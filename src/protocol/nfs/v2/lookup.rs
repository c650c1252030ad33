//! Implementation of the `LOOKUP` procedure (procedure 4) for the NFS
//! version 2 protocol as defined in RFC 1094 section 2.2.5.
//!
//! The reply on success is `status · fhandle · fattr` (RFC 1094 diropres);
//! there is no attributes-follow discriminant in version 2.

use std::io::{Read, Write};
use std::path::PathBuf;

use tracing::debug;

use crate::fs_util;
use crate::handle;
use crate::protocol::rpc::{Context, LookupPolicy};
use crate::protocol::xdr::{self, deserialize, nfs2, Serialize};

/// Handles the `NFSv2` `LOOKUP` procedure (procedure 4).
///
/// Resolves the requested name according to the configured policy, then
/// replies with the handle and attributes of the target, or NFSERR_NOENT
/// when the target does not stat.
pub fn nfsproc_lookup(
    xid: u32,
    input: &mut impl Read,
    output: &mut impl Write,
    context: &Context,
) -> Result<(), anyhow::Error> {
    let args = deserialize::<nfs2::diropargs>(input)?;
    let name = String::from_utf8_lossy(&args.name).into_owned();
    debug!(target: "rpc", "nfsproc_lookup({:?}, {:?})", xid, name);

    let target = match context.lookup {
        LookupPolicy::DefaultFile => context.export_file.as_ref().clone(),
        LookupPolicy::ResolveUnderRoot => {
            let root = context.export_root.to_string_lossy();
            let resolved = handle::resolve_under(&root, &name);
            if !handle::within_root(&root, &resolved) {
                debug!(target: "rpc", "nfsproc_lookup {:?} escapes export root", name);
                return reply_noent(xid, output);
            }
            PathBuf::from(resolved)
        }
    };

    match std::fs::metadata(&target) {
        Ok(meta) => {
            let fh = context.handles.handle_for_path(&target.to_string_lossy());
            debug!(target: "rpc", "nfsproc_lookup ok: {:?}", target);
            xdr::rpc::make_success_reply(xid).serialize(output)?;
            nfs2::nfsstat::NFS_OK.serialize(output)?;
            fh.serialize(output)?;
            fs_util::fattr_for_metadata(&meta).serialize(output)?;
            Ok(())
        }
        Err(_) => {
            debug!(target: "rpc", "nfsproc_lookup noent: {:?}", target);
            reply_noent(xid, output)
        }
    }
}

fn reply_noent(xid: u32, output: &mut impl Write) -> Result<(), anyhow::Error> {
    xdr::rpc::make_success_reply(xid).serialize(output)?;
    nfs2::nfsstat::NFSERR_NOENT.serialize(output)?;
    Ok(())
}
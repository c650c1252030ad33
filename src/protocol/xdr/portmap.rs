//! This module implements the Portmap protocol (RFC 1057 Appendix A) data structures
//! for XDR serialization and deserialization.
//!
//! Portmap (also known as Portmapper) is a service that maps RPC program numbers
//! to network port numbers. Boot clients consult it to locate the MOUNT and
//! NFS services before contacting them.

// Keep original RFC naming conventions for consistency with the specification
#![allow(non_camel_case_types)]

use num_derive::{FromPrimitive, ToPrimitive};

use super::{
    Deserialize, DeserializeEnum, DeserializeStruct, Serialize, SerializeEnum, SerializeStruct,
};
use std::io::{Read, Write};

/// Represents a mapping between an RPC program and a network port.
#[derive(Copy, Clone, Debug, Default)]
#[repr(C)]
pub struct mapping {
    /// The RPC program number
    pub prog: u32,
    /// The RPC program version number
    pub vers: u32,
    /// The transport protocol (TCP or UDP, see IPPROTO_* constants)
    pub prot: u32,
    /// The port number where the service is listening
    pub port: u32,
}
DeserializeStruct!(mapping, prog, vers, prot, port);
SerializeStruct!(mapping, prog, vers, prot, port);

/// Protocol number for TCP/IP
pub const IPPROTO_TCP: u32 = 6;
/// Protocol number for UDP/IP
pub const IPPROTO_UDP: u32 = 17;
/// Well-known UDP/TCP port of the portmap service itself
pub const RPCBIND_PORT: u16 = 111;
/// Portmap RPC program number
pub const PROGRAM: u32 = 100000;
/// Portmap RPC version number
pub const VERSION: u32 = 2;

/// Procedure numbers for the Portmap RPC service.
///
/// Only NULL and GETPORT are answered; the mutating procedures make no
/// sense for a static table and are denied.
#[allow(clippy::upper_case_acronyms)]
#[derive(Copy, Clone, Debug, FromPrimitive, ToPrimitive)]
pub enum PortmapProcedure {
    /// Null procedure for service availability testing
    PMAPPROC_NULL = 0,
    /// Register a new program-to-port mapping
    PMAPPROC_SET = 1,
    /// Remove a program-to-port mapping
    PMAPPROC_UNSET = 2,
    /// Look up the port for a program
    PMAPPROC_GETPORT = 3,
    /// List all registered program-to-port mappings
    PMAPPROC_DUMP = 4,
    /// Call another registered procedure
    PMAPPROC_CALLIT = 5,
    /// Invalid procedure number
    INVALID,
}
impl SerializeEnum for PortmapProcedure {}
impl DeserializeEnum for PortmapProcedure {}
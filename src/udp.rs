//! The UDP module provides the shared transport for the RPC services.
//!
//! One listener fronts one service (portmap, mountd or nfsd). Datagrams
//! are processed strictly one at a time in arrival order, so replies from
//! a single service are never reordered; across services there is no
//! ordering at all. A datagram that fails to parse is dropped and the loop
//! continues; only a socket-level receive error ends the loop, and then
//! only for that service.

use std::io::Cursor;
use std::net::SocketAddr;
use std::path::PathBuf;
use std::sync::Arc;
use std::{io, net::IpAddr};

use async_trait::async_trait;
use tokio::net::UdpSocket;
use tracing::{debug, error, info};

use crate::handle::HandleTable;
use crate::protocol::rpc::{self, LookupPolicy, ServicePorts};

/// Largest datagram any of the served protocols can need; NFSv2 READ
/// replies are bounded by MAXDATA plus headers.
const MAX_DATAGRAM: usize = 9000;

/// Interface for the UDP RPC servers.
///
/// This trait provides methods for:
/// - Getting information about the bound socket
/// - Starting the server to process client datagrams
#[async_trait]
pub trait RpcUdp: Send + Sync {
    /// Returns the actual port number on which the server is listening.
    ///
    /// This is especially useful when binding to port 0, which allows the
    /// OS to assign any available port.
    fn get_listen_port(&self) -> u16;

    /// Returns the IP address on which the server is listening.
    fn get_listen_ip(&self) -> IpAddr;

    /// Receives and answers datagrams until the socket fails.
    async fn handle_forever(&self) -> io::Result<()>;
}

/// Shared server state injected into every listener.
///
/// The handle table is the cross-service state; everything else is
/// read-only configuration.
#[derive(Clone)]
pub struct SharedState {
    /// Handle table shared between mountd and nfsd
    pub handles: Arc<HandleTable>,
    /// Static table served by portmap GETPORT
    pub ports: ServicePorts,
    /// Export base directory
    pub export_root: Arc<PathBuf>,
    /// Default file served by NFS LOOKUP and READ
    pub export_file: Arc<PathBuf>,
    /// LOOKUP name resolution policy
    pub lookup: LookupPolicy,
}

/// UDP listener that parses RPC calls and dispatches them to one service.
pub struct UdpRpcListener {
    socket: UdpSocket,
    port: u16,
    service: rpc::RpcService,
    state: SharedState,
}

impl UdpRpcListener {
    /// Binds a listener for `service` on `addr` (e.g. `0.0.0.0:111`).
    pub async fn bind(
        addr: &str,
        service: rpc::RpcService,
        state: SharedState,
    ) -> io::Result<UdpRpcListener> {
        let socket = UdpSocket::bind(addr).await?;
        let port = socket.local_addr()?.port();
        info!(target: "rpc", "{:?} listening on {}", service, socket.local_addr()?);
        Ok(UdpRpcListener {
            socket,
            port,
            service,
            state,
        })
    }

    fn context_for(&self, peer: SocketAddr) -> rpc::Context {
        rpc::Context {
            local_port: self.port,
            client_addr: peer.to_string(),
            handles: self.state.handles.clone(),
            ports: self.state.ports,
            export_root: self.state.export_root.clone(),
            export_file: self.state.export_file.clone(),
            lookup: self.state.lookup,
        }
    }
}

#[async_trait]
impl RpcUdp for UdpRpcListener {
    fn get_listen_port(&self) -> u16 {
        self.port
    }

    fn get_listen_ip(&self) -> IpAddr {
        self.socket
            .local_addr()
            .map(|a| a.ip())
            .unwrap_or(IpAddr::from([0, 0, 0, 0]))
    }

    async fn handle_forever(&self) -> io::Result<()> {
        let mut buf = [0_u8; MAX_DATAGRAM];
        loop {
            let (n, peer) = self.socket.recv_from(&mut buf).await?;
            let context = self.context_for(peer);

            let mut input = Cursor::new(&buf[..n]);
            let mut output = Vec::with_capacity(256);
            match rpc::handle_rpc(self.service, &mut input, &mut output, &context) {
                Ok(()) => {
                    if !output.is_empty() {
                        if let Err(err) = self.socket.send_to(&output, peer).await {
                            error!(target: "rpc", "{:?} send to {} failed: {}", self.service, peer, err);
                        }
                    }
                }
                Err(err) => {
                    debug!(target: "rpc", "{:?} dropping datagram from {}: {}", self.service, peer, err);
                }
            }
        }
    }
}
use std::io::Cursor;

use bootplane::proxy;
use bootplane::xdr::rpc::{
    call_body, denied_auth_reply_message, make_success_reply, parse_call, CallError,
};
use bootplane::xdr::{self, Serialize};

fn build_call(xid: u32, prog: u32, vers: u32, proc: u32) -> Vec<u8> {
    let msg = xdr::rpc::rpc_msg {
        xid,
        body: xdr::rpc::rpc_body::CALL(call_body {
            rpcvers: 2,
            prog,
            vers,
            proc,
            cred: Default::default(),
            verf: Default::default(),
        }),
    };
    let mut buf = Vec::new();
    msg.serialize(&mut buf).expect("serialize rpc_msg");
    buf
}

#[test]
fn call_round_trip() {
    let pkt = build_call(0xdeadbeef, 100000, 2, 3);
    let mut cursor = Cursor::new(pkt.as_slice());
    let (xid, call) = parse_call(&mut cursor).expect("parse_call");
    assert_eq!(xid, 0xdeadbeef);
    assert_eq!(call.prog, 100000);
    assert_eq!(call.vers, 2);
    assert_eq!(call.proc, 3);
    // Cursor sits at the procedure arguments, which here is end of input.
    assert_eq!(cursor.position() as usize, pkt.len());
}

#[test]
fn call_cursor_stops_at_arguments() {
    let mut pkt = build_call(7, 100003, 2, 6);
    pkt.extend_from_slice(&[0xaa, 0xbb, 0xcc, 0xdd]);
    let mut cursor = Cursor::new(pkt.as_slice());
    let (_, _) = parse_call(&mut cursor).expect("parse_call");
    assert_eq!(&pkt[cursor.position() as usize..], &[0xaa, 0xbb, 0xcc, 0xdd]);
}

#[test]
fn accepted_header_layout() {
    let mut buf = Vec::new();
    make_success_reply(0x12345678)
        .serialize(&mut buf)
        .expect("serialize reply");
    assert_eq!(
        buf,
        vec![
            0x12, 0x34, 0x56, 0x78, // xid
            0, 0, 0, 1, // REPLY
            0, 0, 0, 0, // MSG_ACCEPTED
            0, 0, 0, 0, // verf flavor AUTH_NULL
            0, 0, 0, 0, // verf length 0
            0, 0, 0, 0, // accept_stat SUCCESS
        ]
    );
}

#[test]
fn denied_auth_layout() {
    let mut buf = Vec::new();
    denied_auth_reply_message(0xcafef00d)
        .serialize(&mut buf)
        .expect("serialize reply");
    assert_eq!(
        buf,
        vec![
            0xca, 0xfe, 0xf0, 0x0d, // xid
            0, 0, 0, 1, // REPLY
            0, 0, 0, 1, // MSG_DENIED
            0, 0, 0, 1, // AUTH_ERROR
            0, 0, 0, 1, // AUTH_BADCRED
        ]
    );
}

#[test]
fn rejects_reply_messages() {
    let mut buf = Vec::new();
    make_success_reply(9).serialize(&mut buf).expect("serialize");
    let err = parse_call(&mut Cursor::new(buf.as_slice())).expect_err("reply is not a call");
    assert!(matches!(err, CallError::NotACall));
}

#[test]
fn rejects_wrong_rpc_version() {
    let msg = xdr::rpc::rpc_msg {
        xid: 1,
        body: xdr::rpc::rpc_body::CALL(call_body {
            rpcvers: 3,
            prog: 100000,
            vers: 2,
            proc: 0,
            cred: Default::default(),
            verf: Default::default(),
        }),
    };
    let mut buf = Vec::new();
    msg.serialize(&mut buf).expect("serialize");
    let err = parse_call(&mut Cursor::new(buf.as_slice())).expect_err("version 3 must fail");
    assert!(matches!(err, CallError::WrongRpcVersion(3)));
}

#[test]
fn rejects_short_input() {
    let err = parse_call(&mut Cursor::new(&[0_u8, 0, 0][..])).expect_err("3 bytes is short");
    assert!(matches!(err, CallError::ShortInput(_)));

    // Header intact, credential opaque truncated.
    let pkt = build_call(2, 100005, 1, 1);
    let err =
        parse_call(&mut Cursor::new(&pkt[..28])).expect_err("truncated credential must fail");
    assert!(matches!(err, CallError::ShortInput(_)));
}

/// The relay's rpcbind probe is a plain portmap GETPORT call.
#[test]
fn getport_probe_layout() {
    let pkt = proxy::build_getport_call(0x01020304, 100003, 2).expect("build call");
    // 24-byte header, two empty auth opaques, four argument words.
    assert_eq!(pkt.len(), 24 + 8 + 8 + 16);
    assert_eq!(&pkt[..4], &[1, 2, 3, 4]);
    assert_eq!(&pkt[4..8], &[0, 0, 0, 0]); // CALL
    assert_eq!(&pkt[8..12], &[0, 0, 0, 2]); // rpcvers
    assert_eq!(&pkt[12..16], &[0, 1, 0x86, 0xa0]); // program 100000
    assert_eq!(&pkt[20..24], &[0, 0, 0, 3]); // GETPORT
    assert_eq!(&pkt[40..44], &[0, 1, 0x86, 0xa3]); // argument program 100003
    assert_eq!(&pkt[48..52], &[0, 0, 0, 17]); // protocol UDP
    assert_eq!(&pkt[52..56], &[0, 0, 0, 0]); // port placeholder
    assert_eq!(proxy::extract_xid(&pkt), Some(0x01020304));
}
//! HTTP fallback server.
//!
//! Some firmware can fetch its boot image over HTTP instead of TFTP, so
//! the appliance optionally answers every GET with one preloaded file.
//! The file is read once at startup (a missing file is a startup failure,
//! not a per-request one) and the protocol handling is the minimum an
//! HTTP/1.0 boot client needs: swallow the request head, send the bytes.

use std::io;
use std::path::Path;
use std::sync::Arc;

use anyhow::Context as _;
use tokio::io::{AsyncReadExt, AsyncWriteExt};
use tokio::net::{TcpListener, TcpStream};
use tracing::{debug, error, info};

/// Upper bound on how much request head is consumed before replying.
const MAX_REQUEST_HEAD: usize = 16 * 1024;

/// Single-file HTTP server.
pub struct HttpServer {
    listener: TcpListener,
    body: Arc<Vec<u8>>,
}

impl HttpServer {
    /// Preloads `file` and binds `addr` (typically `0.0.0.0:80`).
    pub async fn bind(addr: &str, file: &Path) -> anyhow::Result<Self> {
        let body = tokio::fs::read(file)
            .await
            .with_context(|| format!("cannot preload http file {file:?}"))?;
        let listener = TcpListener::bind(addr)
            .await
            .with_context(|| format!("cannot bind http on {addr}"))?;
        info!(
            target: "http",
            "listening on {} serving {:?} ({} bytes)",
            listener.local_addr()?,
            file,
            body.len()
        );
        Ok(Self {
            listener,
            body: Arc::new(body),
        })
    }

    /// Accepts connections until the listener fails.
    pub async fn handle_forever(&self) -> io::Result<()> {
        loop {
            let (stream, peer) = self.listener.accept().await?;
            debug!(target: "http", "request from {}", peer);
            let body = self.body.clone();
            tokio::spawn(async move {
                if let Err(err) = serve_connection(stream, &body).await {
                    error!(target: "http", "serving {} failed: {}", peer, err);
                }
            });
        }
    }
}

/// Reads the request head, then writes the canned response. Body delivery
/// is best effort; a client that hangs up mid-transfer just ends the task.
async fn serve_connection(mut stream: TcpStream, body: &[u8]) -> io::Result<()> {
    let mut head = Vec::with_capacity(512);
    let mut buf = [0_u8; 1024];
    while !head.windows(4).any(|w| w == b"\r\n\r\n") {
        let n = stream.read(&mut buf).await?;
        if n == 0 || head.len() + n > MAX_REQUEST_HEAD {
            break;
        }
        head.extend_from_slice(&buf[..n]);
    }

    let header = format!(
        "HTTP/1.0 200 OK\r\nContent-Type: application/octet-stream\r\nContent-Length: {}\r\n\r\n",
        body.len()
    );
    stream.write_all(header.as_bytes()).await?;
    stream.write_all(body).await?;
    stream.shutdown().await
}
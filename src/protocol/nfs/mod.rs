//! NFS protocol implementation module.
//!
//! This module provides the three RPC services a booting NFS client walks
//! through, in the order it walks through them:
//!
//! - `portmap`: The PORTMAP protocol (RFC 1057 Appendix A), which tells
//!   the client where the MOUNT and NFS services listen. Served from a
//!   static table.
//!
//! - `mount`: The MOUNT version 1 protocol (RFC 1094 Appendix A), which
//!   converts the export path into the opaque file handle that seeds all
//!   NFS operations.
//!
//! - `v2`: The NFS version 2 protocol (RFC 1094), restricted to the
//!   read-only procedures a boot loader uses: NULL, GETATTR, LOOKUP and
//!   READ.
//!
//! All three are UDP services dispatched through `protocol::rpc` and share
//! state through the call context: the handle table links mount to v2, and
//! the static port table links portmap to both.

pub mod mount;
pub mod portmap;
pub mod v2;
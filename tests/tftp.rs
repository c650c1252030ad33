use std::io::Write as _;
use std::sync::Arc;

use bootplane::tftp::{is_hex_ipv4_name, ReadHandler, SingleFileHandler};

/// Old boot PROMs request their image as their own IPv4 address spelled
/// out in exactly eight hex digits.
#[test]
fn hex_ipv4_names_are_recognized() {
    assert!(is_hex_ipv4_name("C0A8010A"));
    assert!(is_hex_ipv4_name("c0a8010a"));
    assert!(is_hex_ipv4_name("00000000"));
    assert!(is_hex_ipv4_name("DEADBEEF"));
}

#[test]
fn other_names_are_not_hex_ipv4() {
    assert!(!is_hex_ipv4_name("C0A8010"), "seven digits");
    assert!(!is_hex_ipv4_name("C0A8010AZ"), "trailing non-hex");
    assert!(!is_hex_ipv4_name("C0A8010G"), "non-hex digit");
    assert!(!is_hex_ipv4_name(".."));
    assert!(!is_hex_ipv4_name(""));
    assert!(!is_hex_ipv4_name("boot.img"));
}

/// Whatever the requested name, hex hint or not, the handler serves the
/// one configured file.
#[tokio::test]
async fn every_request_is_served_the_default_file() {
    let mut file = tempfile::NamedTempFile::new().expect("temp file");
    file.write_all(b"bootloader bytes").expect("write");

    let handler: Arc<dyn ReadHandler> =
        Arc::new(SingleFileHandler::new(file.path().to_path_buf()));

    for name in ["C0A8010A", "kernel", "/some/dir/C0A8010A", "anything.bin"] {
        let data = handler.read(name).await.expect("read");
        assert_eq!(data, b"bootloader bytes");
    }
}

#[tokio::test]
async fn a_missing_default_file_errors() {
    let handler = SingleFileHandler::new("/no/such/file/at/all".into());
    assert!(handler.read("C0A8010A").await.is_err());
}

Your objective:
Only a number should be returned: how many lines in the material contain "Result"?

Exercise solution:
8